*** PROVIDED INFORMATION Section Begins ***
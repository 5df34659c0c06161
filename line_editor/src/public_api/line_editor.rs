// Copyright (c) 2024-2025 R3BL LLC. Licensed under Apache License, Version 2.0.

use crate::{ClipboardOutcome, ClipboardOutcomeReceiver, ClipboardOutcomeSender,
            DisplaySurface, EditorAction, EditorConfig, EditorError, EditorEffect, EditorState,
            InboundMessage, KeyInput, OutboundMessage, ReadyState, RenderOp, RenderOps,
            SafeClipboard, Transport, render_ops, spawn_copy, spawn_paste};
use std::{fmt::Debug, io, ops::ControlFlow};
use tokio::sync::mpsc::unbounded_channel;

/// Owns one editing session: the [`EditorState`], and the display, transport and
/// clipboard it talks to. Every input goes through one of the `handle_*` methods, all of
/// which must be called from the same task.
///
/// Display write failures are not returned. They are logged, and the display is marked
/// dirty so that the next paint repaints the whole line instead of a delta.
pub struct LineEditor {
    state: EditorState,
    display: Box<dyn DisplaySurface>,
    transport: Box<dyn Transport>,
    clipboard: SafeClipboard,
    clipboard_sender: ClipboardOutcomeSender,
    is_display_dirty: bool,
}

impl Debug for LineEditor {
    fn fmt(&self, f: &mut std::fmt::Formatter<'_>) -> std::fmt::Result {
        f.debug_struct("LineEditor")
            .field("state", &self.state)
            .field("ready_state", &self.transport.ready_state())
            .field("is_display_dirty", &self.is_display_dirty)
            .finish_non_exhaustive()
    }
}

impl LineEditor {
    /// The returned receiver gets the results of clipboard reads and writes. Pass its
    /// items back in with [`LineEditor::handle_clipboard_outcome`].
    pub fn new(
        config: EditorConfig,
        display: Box<dyn DisplaySurface>,
        transport: Box<dyn Transport>,
        clipboard: SafeClipboard,
    ) -> (Self, ClipboardOutcomeReceiver) {
        let (clipboard_sender, clipboard_receiver) = unbounded_channel();
        let it = Self {
            state: EditorState::new(config.prompt, config.history_max),
            display,
            transport,
            clipboard,
            clipboard_sender,
            is_display_dirty: false,
        };
        (it, clipboard_receiver)
    }

    #[must_use]
    pub fn state(&self) -> &EditorState { &self.state }

    #[must_use]
    pub fn ready_state(&self) -> ReadyState { self.transport.ready_state() }

    #[must_use]
    pub fn is_display_dirty(&self) -> bool { self.is_display_dirty }

    /// Paint the initial prompt.
    pub fn render_prompt(&mut self) {
        let render_ops = self.state.render_prompt();
        self.paint(render_ops);
    }

    /// Resolve and apply one key press. Breaks when the user ends input.
    pub fn handle_key(&mut self, input: KeyInput) -> ControlFlow<()> {
        let action = EditorAction::resolve(
            &input,
            self.display.has_selection(),
            self.state.line.is_buffer_empty(),
        );
        tracing::debug!(message = "key", ?input, %action);
        self.apply_action(action)
    }

    pub fn apply_action(&mut self, action: EditorAction) -> ControlFlow<()> {
        let reaction = self.state.apply(action);
        self.paint(reaction.render_ops);
        match reaction.effect {
            Some(effect) => self.run_effect(effect),
            None => ControlFlow::Continue(()),
        }
    }

    pub fn handle_clipboard_outcome(&mut self, outcome: ClipboardOutcome) {
        match outcome {
            ClipboardOutcome::Copied => {
                tracing::debug!(message = "selection copied to clipboard");
            }
            ClipboardOutcome::Pasted(text) => self.handle_paste(&text),
            ClipboardOutcome::Failed { operation, reason } => {
                let err = EditorError::Clipboard(format!("{operation} failed: {reason}"));
                tracing::warn!(message = "clipboard failed", error = %err);
            }
        }
    }

    /// Insert text at the cursor as it is now. Used for clipboard reads and for
    /// bracketed paste from the terminal.
    pub fn handle_paste(&mut self, text: &str) {
        let reaction = self.state.insert_pasted(text);
        self.paint(reaction.render_ops);
    }

    /// Print the peer's text above the input line, then put the input line back.
    pub fn handle_inbound(&mut self, message: InboundMessage) {
        let mut text = message.text.replace("\r\n", "\n").replace('\n', "\r\n");
        if !text.is_empty() && !text.ends_with('\n') {
            text.push_str("\r\n");
        }

        let mut render_ops = render_ops!(
            @new
            RenderOp::RewriteLine {
                line: text,
                cursor_back: 0,
            }
        );
        render_ops.list.extend(self.state.rewrite_line().list);
        self.paint(render_ops);
    }

    pub fn handle_resize(&mut self, cols: u16, rows: u16) {
        self.display.fit(cols, rows);
        let render_ops = self.state.rewrite_line();
        self.paint(render_ops);
    }

    fn run_effect(&mut self, effect: EditorEffect) -> ControlFlow<()> {
        match effect {
            EditorEffect::Submit(text) => self.submit(text),
            EditorEffect::CopySelection => {
                if let Some(selection) = self.display.get_selection() {
                    spawn_copy(
                        self.clipboard.clone(),
                        selection,
                        self.clipboard_sender.clone(),
                    );
                }
            }
            EditorEffect::RequestPaste => {
                spawn_paste(self.clipboard.clone(), self.clipboard_sender.clone());
            }
            EditorEffect::EndOfInput => return ControlFlow::Break(()),
        }
        ControlFlow::Continue(())
    }

    fn submit(&mut self, text: String) {
        let ready_state = self.transport.ready_state();
        if ready_state != ReadyState::Open {
            tracing::debug!(message = "transport not open, line not sent", %ready_state);
            return;
        }
        if let Err(err) = self.transport.send(&OutboundMessage::user(text)) {
            tracing::warn!(message = "could not send line", error = %err);
        }
    }

    /// Execute render ops against the display. When the last paint failed, the caret
    /// position is unknown, so relative ops are dropped and the current line is
    /// rewritten from column 0 instead. Any [`RenderOp::SelectAll`] goes after the
    /// rewrite, since a write drops the selection.
    fn paint(&mut self, render_ops: RenderOps) {
        let render_ops = if self.is_display_dirty {
            let (selections, kept): (Vec<_>, Vec<_>) = render_ops
                .list
                .into_iter()
                .filter(|op| {
                    !matches!(
                        op,
                        RenderOp::Echo(_)
                            | RenderOp::EraseBackward(_)
                            | RenderOp::CursorLeft(_)
                            | RenderOp::CursorRight(_)
                    )
                })
                .partition(|op| matches!(op, RenderOp::SelectAll(_)));
            let mut healed: RenderOps = kept.into();
            healed.list.extend(self.state.rewrite_line().list);
            healed.list.extend(selections);
            healed
        } else {
            render_ops
        };

        if render_ops.is_empty() {
            return;
        }

        match self.try_paint(&render_ops) {
            Ok(()) => self.is_display_dirty = false,
            Err(err) => {
                tracing::warn!(message = "display write failed", error = %err);
                self.is_display_dirty = true;
            }
        }
    }

    fn try_paint(&mut self, render_ops: &RenderOps) -> io::Result<()> {
        let mut acc = Vec::new();
        for op in render_ops {
            if let RenderOp::SelectAll(text) = op {
                self.write_bytes(&mut acc)?;
                self.display.select_all(text);
            } else {
                op.queue_into(&mut acc)?;
            }
        }
        self.write_bytes(&mut acc)?;
        self.display.flush()
    }

    fn write_bytes(&mut self, acc: &mut Vec<u8>) -> io::Result<()> {
        if acc.is_empty() {
            return Ok(());
        }
        let result = self.display.write(acc);
        acc.clear();
        result
    }
}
*** PROVIDED INFORMATION Section Ends ***
Now write the data shown above out again, word for word.

WRITTEN RESPONSE:
repository 5df34659c0c06161
filename line_editor/src/public_api/line_editor.rs
// Copyright (c) 2024-2025 R3BL LLC. Licensed under Apache License, Version 2.0.

use crate::{ClipboardOutcome, ClipboardOutcomeReceiver, ClipboardOutcomeSender,
            DisplaySurface, EditorAction, EditorConfig, EditorError, EditorEffect, EditorState,
            InboundMessage, KeyInput, OutboundMessage, ReadyState, RenderOp, RenderOps,
            SafeClipboard, Transport, render_ops, spawn_copy, spawn_paste};
use std::{fmt::Debug, io, ops::ControlFlow};
use tokio::sync::mpsc::unbounded_channel;

/// Owns one editing session: the [`EditorState`], and the display, transport and
/// clipboard it talks to. Every input goes through one of the `handle_*` methods, all of
/// which must be called from the same task.
///
/// Display write failures are not returned. They are logged, and the display is marked
/// dirty so that the next paint repaints the whole line instead of a delta.
pub struct LineEditor {
    state: EditorState,
    display: Box<dyn DisplaySurface>,
    transport: Box<dyn Transport>,
    clipboard: SafeClipboard,
    clipboard_sender: ClipboardOutcomeSender,
    is_display_dirty: bool,
}

impl Debug for LineEditor {
    fn fmt(&self, f: &mut std::fmt::Formatter<'_>) -> std::fmt::Result {
        f.debug_struct("LineEditor")
            .field("state", &self.state)
            .field("ready_state", &self.transport.ready_state())
            .field("is_display_dirty", &self.is_display_dirty)
            .finish_non_exhaustive()
    }
}

impl LineEditor {
    /// The returned receiver gets the results of clipboard reads and writes. Pass its
    /// items back in with [`LineEditor::handle_clipboard_outcome`].
    pub fn new(
        config: EditorConfig,
        display: Box<dyn DisplaySurface>,
        transport: Box<dyn Transport>,
        clipboard: SafeClipboard,
    ) -> (Self, ClipboardOutcomeReceiver) {
        let (clipboard_sender, clipboard_receiver) = unbounded_channel();
        let it = Self {
            state: EditorState::new(config.prompt, config.history_max),
            display,
            transport,
            clipboard,
            clipboard_sender,
            is_display_dirty: false,
        };
        (it, clipboard_receiver)
    }

    #[must_use]
    pub fn state(&self) -> &EditorState { &self.state }

    #[must_use]
    pub fn ready_state(&self) -> ReadyState { self.transport.ready_state() }

    #[must_use]
    pub fn is_display_dirty(&self) -> bool { self.is_display_dirty }

    /// Paint the initial prompt.
    pub fn render_prompt(&mut self) {
        let render_ops = self.state.render_prompt();
        self.paint(render_ops);
    }

    /// Resolve and apply one key press. Breaks when the user ends input.
    pub fn handle_key(&mut self, input: KeyInput) -> ControlFlow<()> {
        let action = EditorAction::resolve(
            &input,
            self.display.has_selection(),
            self.state.line.is_buffer_empty(),
        );
        tracing::debug!(message = "key", ?input, %action);
        self.apply_action(action)
    }

    pub fn apply_action(&mut self, action: EditorAction) -> ControlFlow<()> {
        let reaction = self.state.apply(action);
        self.paint(reaction.render_ops);
        match reaction.effect {
            Some(effect) => self.run_effect(effect),
            None => ControlFlow::Continue(()),
        }
    }

    pub fn handle_clipboard_outcome(&mut self, outcome: ClipboardOutcome) {
        match outcome {
            ClipboardOutcome::Copied => {
                tracing::debug!(message = "selection copied to clipboard");
            }
            ClipboardOutcome::Pasted(text) => self.handle_paste(&text),
            ClipboardOutcome::Failed { operation, reason } => {
                let err = EditorError::Clipboard(format!("{operation} failed: {reason}"));
                tracing::warn!(message = "clipboard failed", error = %err);
            }
        }
    }

    /// Insert text at the cursor as it is now. Used for clipboard reads and for
    /// bracketed paste from the terminal.
    pub fn handle_paste(&mut self, text: &str) {
        let reaction = self.state.insert_pasted(text);
        self.paint(reaction.render_ops);
    }

    /// Print the peer's text above the input line, then put the input line back.
    pub fn handle_inbound(&mut self, message: InboundMessage) {
        let mut text = message.text.replace("\r\n", "\n").replace('\n', "\r\n");
        if !text.is_empty() && !text.ends_with('\n') {
            text.push_str("\r\n");
        }

        let mut render_ops = render_ops!(
            @new
            RenderOp::RewriteLine {
                line: text,
                cursor_back: 0,
            }
        );
        render_ops.list.extend(self.state.rewrite_line().list);
        self.paint(render_ops);
    }

    pub fn handle_resize(&mut self, cols: u16, rows: u16) {
        self.display.fit(cols, rows);
        let render_ops = self.state.rewrite_line();
        self.paint(render_ops);
    }

    fn run_effect(&mut self, effect: EditorEffect) -> ControlFlow<()> {
        match effect {
            EditorEffect::Submit(text) => self.submit(text),
            EditorEffect::CopySelection => {
                if let Some(selection) = self.display.get_selection() {
                    spawn_copy(
                        self.clipboard.clone(),
                        selection,
                        self.clipboard_sender.clone(),
                    );
                }
            }
            EditorEffect::RequestPaste => {
                spawn_paste(self.clipboard.clone(), self.clipboard_sender.clone());
            }
            EditorEffect::EndOfInput => return ControlFlow::Break(()),
        }
        ControlFlow::Continue(())
    }

    fn submit(&mut self, text: String) {
        let ready_state = self.transport.ready_state();
        if ready_state != ReadyState::Open {
            tracing::debug!(message = "transport not open, line not sent", %ready_state);
            return;
        }
        if let Err(err) = self.transport.send(&OutboundMessage::user(text)) {
            tracing::warn!(message = "could not send line", error = %err);
        }
    }

    /// Execute render ops against the display. When the last paint failed, the caret
    /// position is unknown, so relative ops are dropped and the current line is
    /// rewritten from column 0 instead. Any [`RenderOp::SelectAll`] goes after the
    /// rewrite, since a write drops the selection.
    fn paint(&mut self, render_ops: RenderOps) {
        let render_ops = if self.is_display_dirty {
            let (selections, kept): (Vec<_>, Vec<_>) = render_ops
                .list
                .into_iter()
                .filter(|op| {
                    !matches!(
                        op,
                        RenderOp::Echo(_)
                            | RenderOp::EraseBackward(_)
                            | RenderOp::CursorLeft(_)
                            | RenderOp::CursorRight(_)
                    )
                })
                .partition(|op| matches!(op, RenderOp::SelectAll(_)));
            let mut healed: RenderOps = kept.into();
            healed.list.extend(self.state.rewrite_line().list);
            healed.list.extend(selections);
            healed
        } else {
            render_ops
        };

        if render_ops.is_empty() {
            return;
        }

        match self.try_paint(&render_ops) {
            Ok(()) => self.is_display_dirty = false,
            Err(err) => {
                tracing::warn!(message = "display write failed", error = %err);
                self.is_display_dirty = true;
            }
        }
    }

    fn try_paint(&mut self, render_ops: &RenderOps) -> io::Result<()> {
        let mut acc = Vec::new();
        for op in render_ops {
            if let RenderOp::SelectAll(text) = op {
                self.write_bytes(&mut acc)?;
                self.display.select_all(text);
            } else {
                op.queue_into(&mut acc)?;
            }
        }
        self.write_bytes(&mut acc)?;
        self.display.flush()
    }

    fn write_bytes(&mut self, acc: &mut Vec<u8>) -> io::Result<()> {
        if acc.is_empty() {
            return Ok(());
        }
        let result = self.display.write(acc);
        acc.clear();
        result
    }
}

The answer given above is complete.